▶ _DIRECTIONS_:
Look below for the line holding "request = GenerationRequest::new(vec![Message::user(prompt)])" and the line holding "provider = Arc::new(OpenAiProvider::new(config.model.clone())?);". Transcribe exactly those lines and all lines between them, nothing more.

▶ _AVAILABLE DATA_:
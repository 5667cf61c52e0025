/*!
 * Error types for the renextract application.
 *
 * Library operations that touch the filesystem report `FileError`; the
 * validators convert these into structured report fields instead of
 * propagating them. `AppError` wraps everything for the command-line layer.
 */

use std::path::PathBuf;

use thiserror::Error;

/// Errors that can occur when reading or writing working files
#[derive(Error, Debug)]
pub enum FileError {
    /// The file does not exist
    #[error("File not found: {}", .0.display())]
    NotFound(PathBuf),

    /// The file could not be read or decoded
    #[error("Unable to read {}: {message}", path.display())]
    Unreadable {
        /// Path of the file
        path: PathBuf,
        /// Underlying reason
        message: String,
    },

    /// The file could not be replaced on disk
    #[error("Unable to write {}: {message}", path.display())]
    WriteFailed {
        /// Path of the file
        path: PathBuf,
        /// Underlying reason
        message: String,
    },
}

/// Errors raised while checking configuration values
#[derive(Error, Debug)]
pub enum ConfigError {
    /// A numeric setting is outside its accepted range
    #[error("Invalid value for {field}: {message}")]
    InvalidValue {
        /// Name of the offending setting
        field: &'static str,
        /// Explanation
        message: String,
    },
}

/// Main application error type that wraps all other errors
#[derive(Error, Debug)]
pub enum AppError {
    /// Error from a file operation
    #[error("File error: {0}")]
    File(#[from] FileError),

    /// Error in the configuration
    #[error("Configuration error: {0}")]
    Config(#[from] ConfigError),

    /// A validation gate refused to authorize the operation
    #[error("Validation failed: {0}")]
    Validation(String),

    /// Any other error
    #[error("Unknown error: {0}")]
    Unknown(String),
}

impl From<anyhow::Error> for AppError {
    fn from(error: anyhow::Error) -> Self {
        Self::Unknown(error.to_string())
    }
}

impl From<std::io::Error> for AppError {
    fn from(error: std::io::Error) -> Self {
        Self::Unknown(format!("I/O error: {}", error))
    }
}
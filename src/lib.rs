// SPDX-License-Identifier: MIT

//! trellis-rs - a stateful workflow orchestration engine with a resilient
//! LLM call layer
//!
//! Workflows are graphs of named nodes over a shared [trellis::workflow::StateStore],
//! driven by [trellis::workflow::GraphEngine] with static and conditional
//! edges, cycle support, and a global step budget. Nodes that need
//! generated text go through [llm::ResilientCaller], which bounds latency,
//! retries transport failures with exponential backoff, validates
//! structured output, and composes caller-supplied fallbacks.

pub mod error;
pub mod llm;
pub mod trellis;
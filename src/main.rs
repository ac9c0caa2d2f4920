use clap::{Parser, Subcommand};
use dotenv::dotenv;
use serde_json::json;
use std::sync::Arc;

use trellis_rs::llm::openai::OpenAiProvider;
use trellis_rs::llm::{Fallback, GenerationRequest, Message, ResilientCaller};
use trellis_rs::trellis::config::RuntimeConfig;
use trellis_rs::trellis::workflow::agents::research_workflow;
use trellis_rs::trellis::workflow::{partial, RunStatus};

#[derive(Parser, Debug)]
#[command(author, version, about, long_about = None)]
struct Args {
    #[command(subcommand)]
    command: Commands,
}

#[derive(Subcommand, Debug)]
enum Commands {
    /// Send a single prompt through the resilient caller
    Ask {
        /// The prompt to send
        #[arg(short, long)]
        prompt: String,

        /// Model override (defaults to the configured model)
        #[arg(short, long)]
        model: Option<String>,

        /// Path to a YAML config file
        #[arg(short, long)]
        config: Option<String>,
    },
    /// Run the research workflow for a query
    Run {
        /// The question to research
        #[arg(short, long)]
        query: String,

        /// Path to a YAML config file
        #[arg(short, long)]
        config: Option<String>,
    },
}

#[tokio::main]
async fn main() -> anyhow::Result<()> {
    dotenv().ok();
    env_logger::init();

    let args = Args::parse();

    match args.command {
        Commands::Ask {
            prompt,
            model,
            config,
        } => {
            let config = RuntimeConfig::load(config.as_deref())?;
            let model = model.unwrap_or_else(|| config.model.clone());
            let provider = Arc::new(OpenAiProvider::new(model)?);
            let caller = ResilientCaller::new(provider, config.call_policy());

            let request = GenerationRequest::new(vec![Message::user(prompt)])
                .with_temperature(config.temperature);
            let fallback: Fallback<String> = Box::new(|err| {
                format!("Sorry, the model is unavailable right now ({}).", err)
            });

            let outcome = caller.call_text(request, Some(fallback)).await?;
            if outcome.degraded {
                log::warn!("returning degraded fallback response");
            }
            println!("{}", outcome.value);
        }
        Commands::Run { query, config } => {
            let config = RuntimeConfig::load(config.as_deref())?;
            let provider = Arc::new(OpenAiProvider::new(config.model.clone())?);
            let caller = Arc::new(ResilientCaller::new(provider, config.call_policy()));

            let engine = research_workflow(caller, &config)?;

            match engine.run(partial([("user_query", json!(query))])).await {
                Ok(report) => match report.status {
                    RunStatus::Completed => {
                        match report.state.get_str("final_answer") {
                            Some(answer) => println!("{}", answer),
                            None => println!(
                                "No answer was approved. Last feedback: {}",
                                report.state.get_str("validation_feedback").unwrap_or("none")
                            ),
                        }
                        log::info!("workflow completed in {} steps", report.steps);
                    }
                    RunStatus::StepLimit => {
                        eprintln!(
                            "Step budget of {} exhausted after {} steps; partial state follows.",
                            engine.step_budget(),
                            report.steps
                        );
                        eprintln!(
                            "{}",
                            serde_json::to_string_pretty(&report.state.to_json())?
                        );
                    }
                },
                Err(failure) => {
                    eprintln!(
                        "Workflow failed: {}\nLast state:\n{}",
                        failure.error,
                        serde_json::to_string_pretty(&failure.state.to_json())?
                    );
                    return Err(failure.into());
                }
            }
        }
    }

    Ok(())
}
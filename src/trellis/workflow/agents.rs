// SPDX-License-Identifier: MIT

//! LLM-backed nodes and the research workflow
//!
//! `PromptNode` is the generic generation node: an instruction plus
//! labeled state fields in, one state field out. `ValidationNode` judges
//! competing drafts with a structured verdict and owns the retry counter,
//! since the reject decision is made here. Routing itself lives in the
//! graph's conditional edges.

use super::engine::{GraphBuilder, GraphEngine};
use super::node::{BranchNode, Node};
use super::router::END;
use super::state::{appended, partial, StateStore, StateUpdate};
use crate::error::{TrellisError, WorkflowError};
use crate::llm::{GenerationRequest, Message, ResilientCaller};
use crate::trellis::config::RuntimeConfig;
use async_trait::async_trait;
use schemars::JsonSchema;
use serde::{Deserialize, Serialize};
use serde_json::json;
use std::sync::Arc;

/// Generation node: renders labeled state fields under an instruction and
/// writes the provider's text to a single output field
pub struct PromptNode {
    name: String,
    instruction: String,
    /// (heading, state field) pairs rendered into the user message;
    /// absent fields are skipped
    inputs: Vec<(String, String)>,
    output_field: String,
    caller: Arc<ResilientCaller>,
    temperature: f32,
}

impl PromptNode {
    pub fn new(
        name: impl Into<String>,
        instruction: impl Into<String>,
        inputs: Vec<(&str, &str)>,
        output_field: impl Into<String>,
        caller: Arc<ResilientCaller>,
        temperature: f32,
    ) -> Self {
        Self {
            name: name.into(),
            instruction: instruction.into(),
            inputs: inputs
                .into_iter()
                .map(|(heading, field)| (heading.to_string(), field.to_string()))
                .collect(),
            output_field: output_field.into(),
            caller,
            temperature,
        }
    }

    fn render_inputs(&self, state: &StateStore) -> String {
        let mut content = String::new();
        for (heading, field) in &self.inputs {
            if !state.is_set(field) {
                continue;
            }
            let value = match state.get(field) {
                Some(serde_json::Value::String(s)) => s.clone(),
                Some(other) => other.to_string(),
                None => continue,
            };
            content.push_str(&format!("{}:\n{}\n\n", heading, value));
        }
        content
    }
}

#[async_trait]
impl Node for PromptNode {
    fn name(&self) -> &str {
        &self.name
    }

    async fn run(&self, state: &StateStore) -> Result<StateUpdate, TrellisError> {
        let request = GenerationRequest::new(vec![
            Message::system(self.instruction.clone()),
            Message::user(self.render_inputs(state)),
        ])
        .with_temperature(self.temperature);

        let outcome = self.caller.call_text(request, None).await?;
        Ok(partial([(
            self.output_field.as_str(),
            json!(outcome.value),
        )]))
    }
}

/// Structured verdict returned by the validation judge
#[derive(Debug, Clone, Serialize, Deserialize, JsonSchema)]
pub struct Verdict {
    /// "a" or "b" to accept that draft, "reject" to send reasoning back
    pub choice: String,
    pub feedback: String,
}

/// Judges the two drafts and either promotes one to the final answer or
/// rejects, incrementing the retry counter and recording feedback in a
/// bounded log
pub struct ValidationNode {
    name: String,
    caller: Arc<ResilientCaller>,
    temperature: f32,
    feedback_keep_last: usize,
}

impl ValidationNode {
    pub fn new(
        name: impl Into<String>,
        caller: Arc<ResilientCaller>,
        temperature: f32,
        feedback_keep_last: usize,
    ) -> Self {
        Self {
            name: name.into(),
            caller,
            temperature,
            feedback_keep_last,
        }
    }

    fn reject(&self, state: &StateStore, feedback: String) -> StateUpdate {
        let used = state.get_u64("retry_count").unwrap_or(0);
        partial([
            ("retry_count", json!(used + 1)),
            (
                "feedback_log",
                appended(
                    state,
                    "feedback_log",
                    json!(feedback),
                    self.feedback_keep_last,
                ),
            ),
            ("validation_feedback", json!(feedback)),
        ])
    }
}

#[async_trait]
impl Node for ValidationNode {
    fn name(&self) -> &str {
        &self.name
    }

    async fn run(&self, state: &StateStore) -> Result<StateUpdate, TrellisError> {
        let request = GenerationRequest::new(vec![
            Message::system(
                "You are a strict judge. Compare Answer A and Answer B against the research \
                 notes. Pick 'a' if Answer A is better, 'b' if Answer B is better, or 'reject' \
                 if neither is acceptable, and give brief feedback.",
            ),
            Message::user(format!(
                "Research Notes:\n{}\n\nAnswer A:\n{}\n\nAnswer B:\n{}",
                state.get_str("research_notes").unwrap_or_default(),
                state.get_str("draft_answer_a").unwrap_or_default(),
                state.get_str("draft_answer_b").unwrap_or_default(),
            )),
        ])
        .with_temperature(self.temperature);

        let outcome = self.caller.call_structured::<Verdict>(request, None).await?;
        let verdict = outcome.value;

        let chosen_field = match verdict.choice.to_lowercase().as_str() {
            "a" => Some("draft_answer_a"),
            "b" => Some("draft_answer_b"),
            _ => None,
        };

        match chosen_field.map(|field| state.get_str(field).unwrap_or_default()) {
            Some(draft) if !draft.is_empty() => Ok(partial([
                ("final_answer", json!(draft)),
                ("validation_feedback", json!(verdict.feedback)),
            ])),
            _ => Ok(self.reject(state, verdict.feedback)),
        }
    }
}

/// Routing decision after validation: finish, loop reasoning, or give up
/// once the retry budget is spent
pub fn validation_route(max_retries: u64) -> impl Fn(&StateStore) -> String {
    move |state: &StateStore| {
        if state.is_set("final_answer") {
            "done".to_string()
        } else if state.get_u64("retry_count").unwrap_or(0) <= max_retries {
            "retry".to_string()
        } else {
            "give_up".to_string()
        }
    }
}

/// Build the research workflow: research -> independent reasoning branches
/// -> validation, looping reasoning on rejection up to the retry budget.
pub fn research_workflow(
    caller: Arc<ResilientCaller>,
    config: &RuntimeConfig,
) -> Result<GraphEngine, WorkflowError> {
    let research = PromptNode::new(
        "research",
        "You are a research agent. Gather factual, relevant information only. \
         Do NOT answer the question.",
        vec![("Question", "user_query")],
        "research_notes",
        caller.clone(),
        config.temperature,
    );

    let reasoner_a = PromptNode::new(
        "reasoner_a",
        "You are Reasoner A. Produce a clear, structured answer.",
        vec![("Research", "research_notes"), ("Question", "user_query")],
        "draft_answer_a",
        caller.clone(),
        config.temperature,
    );
    let reasoner_b = PromptNode::new(
        "reasoner_b",
        "You are Reasoner B. Provide an alternative reasoning approach.",
        vec![("Research", "research_notes"), ("Question", "user_query")],
        "draft_answer_b",
        caller.clone(),
        config.temperature,
    );
    let reasoning = BranchNode::new(
        "reasoning",
        vec![Arc::new(reasoner_a), Arc::new(reasoner_b)],
    );

    let validation = ValidationNode::new(
        "validation",
        caller,
        config.temperature,
        config.history_limit,
    );

    GraphBuilder::new()
        .add_node(research)
        .add_node(reasoning)
        .add_node(validation)
        .add_edge("research", "reasoning")
        .add_edge("reasoning", "validation")
        .add_conditional_edges(
            "validation",
            validation_route(config.max_retries),
            vec![("done", END), ("retry", "reasoning"), ("give_up", END)],
        )
        .set_entry_point("research")
        .with_step_budget(config.step_budget)
        .build()
}
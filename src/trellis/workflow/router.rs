//! Edge routing - resolves which node runs next
//!
//! Routing is a first-class edge contract: a conditional edge carries a
//! predicate over the state and a finite table of declared labels. A
//! predicate returning a label outside that table is a configuration error
//! and fails loudly; nothing silently defaults.

use super::state::StateStore;
use crate::error::WorkflowError;
use std::collections::HashMap;
use std::sync::Arc;

/// Terminal sentinel: routing to this name ends the run
pub const END: &str = "__end__";

/// Predicate over the state, returning a routing label
pub type RoutePredicate = Arc<dyn Fn(&StateStore) -> String + Send + Sync>;

/// Outgoing edge of a node
#[derive(Clone)]
pub enum Edge {
    /// Fixed successor, state is ignored
    Static(String),
    /// Predicate-selected successor from a declared label set
    Conditional {
        predicate: RoutePredicate,
        /// Label returned by the predicate -> node name or [END]
        targets: HashMap<String, String>,
    },
}

impl Edge {
    /// Every node name (or END) this edge can route to
    pub fn targets(&self) -> Vec<&str> {
        match self {
            Edge::Static(next) => vec![next.as_str()],
            Edge::Conditional { targets, .. } => targets.values().map(|t| t.as_str()).collect(),
        }
    }
}

/// Maps a completed node to its successor
#[derive(Clone, Default)]
pub struct EdgeRouter {
    edges: HashMap<String, Edge>,
}

impl EdgeRouter {
    pub fn new(edges: HashMap<String, Edge>) -> Self {
        Self { edges }
    }

    pub fn edge(&self, from: &str) -> Option<&Edge> {
        self.edges.get(from)
    }

    /// Resolve the successor of `from` given the current state.
    ///
    /// Static edges ignore the state. Conditional edges evaluate the
    /// predicate and look the label up in the declared target set.
    pub fn route(&self, from: &str, state: &StateStore) -> Result<String, WorkflowError> {
        match self.edges.get(from) {
            None => Err(WorkflowError::MissingEdge(from.to_string())),
            Some(Edge::Static(next)) => Ok(next.clone()),
            Some(Edge::Conditional { predicate, targets }) => {
                let label = predicate(state);
                targets
                    .get(&label)
                    .cloned()
                    .ok_or_else(|| WorkflowError::UnknownSuccessor {
                        node: from.to_string(),
                        label,
                    })
            }
        }
    }
}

▶ _TASK ANSWER_:
            let request = GenerationRequest::new(vec![Message::user(prompt)])
                .with_temperature(config.temperature);
            let fallback: Fallback<String> = Box::new(|err| {
                format!("Sorry, the model is unavailable right now ({}).", err)
            });

            let outcome = caller.call_text(request, Some(fallback)).await?;
            if outcome.degraded {
                log::warn!("returning degraded fallback response");
            }
            println!("{}", outcome.value);
        }
        Commands::Run { query, config } => {
            let config = RuntimeConfig::load(config.as_deref())?;
            let provider = Arc::new(OpenAiProvider::new(config.model.clone())?);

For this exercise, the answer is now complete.